死亡認定と法的効果

死亡の認定とタイミング、法的効果について

死亡は原則として、医師が判断することになっています。ただし、死亡には一般的な死亡である「自然死亡」の他にも、失踪宣告や認定死亡といった「擬制的死亡」、つまり、死亡の確認はできていないが、死亡したものとみなすことによって、死亡と同様の法的効果を及ぼすものもあります。

 

この2つが、主に死亡の判定になり得るタイミングと言えます。

 

自然死亡の認定について

自然死亡が認定されるのは、主に2つの書面の交付がなされたときです。

 

まず1つめが、「死亡診断書」になります。こちらは、病院で死亡した際に医師によって作成されるものです。
医師以外が作成して良いものではありません。

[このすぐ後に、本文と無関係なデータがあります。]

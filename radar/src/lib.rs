//! Presence tracking around an observer.
//!
//! [PresenceTracker] diffs consecutive snapshots of normalized aircraft states
//! and classifies every change as a transition event.  [PollLoop] drives a
//! source on a fixed interval and feeds the tracker, isolating fetch failures
//! so a bad cycle never corrupts the tracked state.
//!
//! One instance of each per monitored airspace or tracked airframe, nothing is
//! shared between instances.
//!

pub use event::*;
pub use poll::*;
pub use tracker::*;

mod event;
mod poll;
mod tracker;
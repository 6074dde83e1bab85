//! This is the `ConfigFile` struct.
//!
//! This is for finding the right default locations for the various configuration files of
//! `skywatch`.  This is a configuration file/struct neutral loading engine, storing only the
//! base directory and the parsed content, available through `inner()`/`into_inner()`.
//!
//! Every configuration struct carries an explicit version number checked on load, so a stale
//! file fails loudly instead of silently mis-parsing.
//!

use std::fmt::Debug;
use std::path::PathBuf;
use std::{env, fs};

use directories::BaseDirs;
use eyre::{eyre, Result};
use serde::de::DeserializeOwned;
use tracing::{debug, trace};

use crate::makepath;

/// Main name for the directory base
const TAG: &str = "skywatch";

/// Every versioned configuration file declares its current version and exposes the one
/// found in the file.
///
pub trait Versioned {
    /// Version expected by this build
    const VERSION: usize;
    /// Version found in the file
    fn version(&self) -> usize;
}

/// Wrapper around a loaded configuration struct, remembering where it came from.
///
#[derive(Debug)]
pub struct ConfigFile<T: Debug + DeserializeOwned + Versioned> {
    /// This is the base directory for all files.
    basedir: PathBuf,
    inner: T,
}

impl<T> ConfigFile<T>
where
    T: Debug + DeserializeOwned + Versioned,
{
    /// Returns the default config directory for the platform.
    ///
    pub fn config_path() -> PathBuf {
        match BaseDirs::new() {
            Some(base) => {
                #[cfg(unix)]
                let base = base.home_dir().join(".config").to_string_lossy().to_string();

                #[cfg(windows)]
                let base = base.data_local_dir().to_string_lossy().to_string();

                debug!("base = {base}");
                let base: PathBuf = makepath!(base, TAG);
                base
            }
            None => {
                #[cfg(unix)]
                let homedir = env::var("HOME").unwrap_or_else(|_| ".".to_string());

                #[cfg(windows)]
                let homedir = env::var("LOCALAPPDATA").unwrap_or_else(|_| ".".to_string());

                #[cfg(unix)]
                let base: PathBuf = makepath!(homedir, ".config", TAG);

                #[cfg(windows)]
                let base: PathBuf = makepath!(homedir, TAG);

                base
            }
        }
    }

    /// Load a configuration file and check its version.
    ///
    /// Search path:
    /// - file specified on the CLI, if any
    /// - `default_name` inside the default basedir
    ///
    #[tracing::instrument]
    pub fn load(fname: Option<&str>, default_name: &str) -> Result<ConfigFile<T>> {
        trace!("loading {default_name}");

        let basedir = Self::config_path();
        let fname = match fname {
            Some(fname) => PathBuf::from(fname),
            None => basedir.join(default_name),
        };
        debug!("config = {fname:?}");

        let data = fs::read_to_string(&fname)?;
        let inner: T = hcl::from_str(&data)?;
        if inner.version() != T::VERSION {
            return Err(eyre!(
                "bad version in {:?}: found {}, expected {}",
                fname,
                inner.version(),
                T::VERSION
            ));
        }
        Ok(ConfigFile { basedir, inner })
    }

    /// Returns the base directory the file was resolved against.
    ///
    #[inline]
    pub fn root(&self) -> PathBuf {
        self.basedir.clone()
    }

    /// Borrow the parsed configuration.
    ///
    #[inline]
    pub fn inner(&self) -> &T {
        &self.inner
    }

    /// Consume the wrapper.
    ///
    #[inline]
    pub fn into_inner(self) -> T {
        self.inner
    }
}

#[cfg(test)]
mod tests {
    use serde::Deserialize;

    use super::*;

    #[derive(Debug, Deserialize)]
    struct TestConfig {
        version: usize,
        name: String,
    }

    impl Versioned for TestConfig {
        const VERSION: usize = 2;

        fn version(&self) -> usize {
            self.version
        }
    }

    #[test]
    fn test_load_good_version() -> Result<()> {
        let tmp = env::temp_dir().join("skywatch-config-ok.hcl");
        fs::write(&tmp, "version = 2\nname = \"foo\"\n")?;

        let cfg = ConfigFile::<TestConfig>::load(Some(&tmp.to_string_lossy()), "unused.hcl")?;
        assert_eq!("foo", cfg.inner().name);
        Ok(())
    }

    #[test]
    fn test_load_bad_version() -> Result<()> {
        let tmp = env::temp_dir().join("skywatch-config-bad.hcl");
        fs::write(&tmp, "version = 1\nname = \"foo\"\n")?;

        let cfg = ConfigFile::<TestConfig>::load(Some(&tmp.to_string_lossy()), "unused.hcl");
        assert!(cfg.is_err());
        Ok(())
    }

    #[test]
    fn test_load_missing_file() {
        let cfg = ConfigFile::<TestConfig>::load(Some("/nonexistent/nope.hcl"), "unused.hcl");
        assert!(cfg.is_err());
    }
}
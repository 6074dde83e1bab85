//! Module to load and process `AircraftList.json` answers from a Virtual Radar
//! Server instance (the ADS-B Exchange public API speaks this dialect).
//!
//! Fields are PascalCase and properly typed for a change.  The server computes
//! distance, bearing and tracking duration itself when the query carries the
//! observer coordinates.
//!

use serde::Deserialize;
use tracing::trace;

use crate::{clean_callsign, ft_to_m, fpm_to_ms, kt_to_kmh, AircraftState};

/// Envelope of an `AircraftList.json` answer.
///
/// `lastDv` is the structural marker, its value is opaque (the server sends a
/// string or a number depending on version).
///
#[derive(Debug, Deserialize)]
pub struct AircraftList {
    /// Data-version cookie, marker field
    #[serde(rename = "lastDv")]
    pub last_dv: serde_json::Value,
    /// Aircraft records
    #[serde(rename = "acList", default)]
    pub ac_list: Vec<VrsAircraft>,
    /// Total known aircraft server-side
    #[serde(rename = "totalAc")]
    pub total_ac: Option<i64>,
}

impl AircraftList {
    /// Deserialize from json.
    ///
    #[tracing::instrument(skip(input))]
    pub fn from_json(input: &str) -> serde_json::Result<Self> {
        trace!("aircraftlist::from_json");
        serde_json::from_str(input)
    }

    /// Normalize every record.
    ///
    pub fn to_states(&self) -> Vec<AircraftState> {
        self.ac_list.iter().map(AircraftState::from).collect()
    }
}

/// One aircraft as sent by VRS.
///
#[derive(Debug, Default, Deserialize)]
#[serde(rename_all = "PascalCase")]
pub struct VrsAircraft {
    pub icao: String,
    pub reg: Option<String>,
    pub call: Option<String>,
    pub cou: Option<String>,
    /// Position timestamp, UNIX milliseconds
    pub pos_time: Option<i64>,
    pub lat: Option<f64>,
    pub long: Option<f64>,
    /// Barometric altitude in feet
    pub alt: Option<f64>,
    /// Geometric altitude in feet
    #[serde(rename = "GAlt")]
    pub galt: Option<f64>,
    /// Ground speed in knots
    pub spd: Option<f64>,
    /// Vertical rate in ft/min
    pub vsi: Option<f64>,
    /// Track in degrees
    pub trak: Option<f64>,
    /// Bearing from the queried position in degrees
    pub brng: Option<f64>,
    /// Distance from the queried position in km
    pub dst: Option<f64>,
    pub sqk: Option<String>,
    pub gnd: Option<bool>,
    pub mil: Option<bool>,
    /// Emergency squawk flag, server-derived
    pub help: Option<bool>,
    /// User-tagged as interesting
    pub interested: Option<bool>,
    pub op: Option<String>,
    #[serde(rename = "OpIcao")]
    pub op_icao: Option<String>,
    pub mdl: Option<String>,
    #[serde(rename = "Type")]
    pub actype: Option<String>,
    pub from: Option<String>,
    pub to: Option<String>,
    /// Aircraft species code, cf. [species_name]
    pub species: Option<u8>,
    /// Seconds the server has been tracking this aircraft
    #[serde(rename = "TSecs")]
    pub tsecs: Option<u64>,
}

/// Display name for a VRS species code.
///
pub fn species_name(code: u8) -> &'static str {
    match code {
        0 => "unknown",
        1 => "land",
        2 => "sea",
        3 => "amphibian",
        4 => "helicopter",
        5 => "gyrocopter",
        6 => "tiltwing",
        7 => "vehicle",
        8 => "tower",
        _ => "-",
    }
}

impl From<&VrsAircraft> for AircraftState {
    /// Altitudes ft to m, speed kt to km/h, vertical rate ft/min to m/s,
    /// distance km to m.  Bearing and tracking seconds come straight from the
    /// server, computed against the observer coordinates we sent.
    ///
    fn from(ac: &VrsAircraft) -> Self {
        AircraftState {
            icao: ac.icao.clone(),
            callsign: clean_callsign(ac.call.as_deref().unwrap_or("")),
            registration: ac.reg.clone().unwrap_or_default(),
            origin_country: ac.cou.clone().unwrap_or_default(),
            position_time: ac.pos_time.map(|ms| ms / 1000),
            latitude: ac.lat,
            longitude: ac.long,
            baro_altitude: ac.alt.map(ft_to_m),
            geo_altitude: ac.galt.map(ft_to_m),
            on_ground: ac.gnd.unwrap_or(false),
            ground_speed: ac.spd.map(kt_to_kmh).unwrap_or(0.),
            true_track: ac.trak.unwrap_or(0.),
            vertical_rate: ac.vsi.map(fpm_to_ms).unwrap_or(0.),
            squawk: ac.sqk.clone().unwrap_or_default(),
            spi: ac.interested.unwrap_or(false),
            operator: ac
                .op
                .clone()
                .filter(|s| !s.is_empty())
                .or_else(|| ac.op_icao.clone())
                .unwrap_or_default(),
            model: ac
                .mdl
                .clone()
                .filter(|s| !s.is_empty())
                .or_else(|| ac.actype.clone())
                .unwrap_or_default(),
            origin_airport: ac.from.clone().unwrap_or_default(),
            dest_airport: ac.to.clone().unwrap_or_default(),
            military: ac.mil.unwrap_or(false),
            distance: ac.dst.filter(|d| d.is_finite()).map(|d| d * 1000.),
            bearing: ac.brng,
            tracking_secs: ac.tsecs.unwrap_or(0),
        }
    }
}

死亡診断書には、死亡の時刻が記載されています。なお、死亡時刻は相続において非常に重要な位置付けになります。

 

2つめとして、「死体検案書」があります。こちらは、病院以外での死亡の場合、つまり交通事故で言えば事故現場にて、すでに死亡していた場合に作成されます。
警察が死体の検案を行いますので、その際に立ち会った医師によって作成されるのが死体検案書です。

 

擬制的死亡の認定について

擬制的死亡が認定されるのは、2つの場合があります。
まず1つめが、「認定死亡」が認められた場合です。

 

認定死亡は、死体がどうしても発見されない場合、調査にあたった官公署の死亡報告に基づいて、役所が戸籍簿に死亡の記載を反映させることいいます。
戸籍簿への反映によって、死亡したとみなされます。

 

次に、「失踪宣告」が認められた場合です。
失踪宣告は、一定の要件(詳しくは、「失踪宣告・死亡が確認できない場合の相続」)を満たしていた場合に、家庭裁判所にて手続きを行い、裁判官から失踪宣告が認められると、死亡と同様の効果が生じるというものです。

○参考ページへリンク
 行方不明となった場合、通常は7年、災害などは期間に関係なく死亡したとみなすことが出来ます。
 →行方不明者の失踪宣告と相続

死亡の認定による法的効果

上記によって死亡が認定されると、相続開始という法的効果が生じることになります。

 

相続が開始することによって、相続人とそれぞれの相続分・遺留分が確定され、相続財産における債権債務(プラス財産とマイナス財産)が承継されることになります。
こちらの起算点は、すべて死亡時刻が基準となっています。

 

なお、相続放棄や限定承認といった手続きの場合、死亡時刻ではなく、その翌日から3ヶ月、または、死亡の事実を知ったときから3ヶ月とされていますので、こちらも忘れないようにしておきましょう。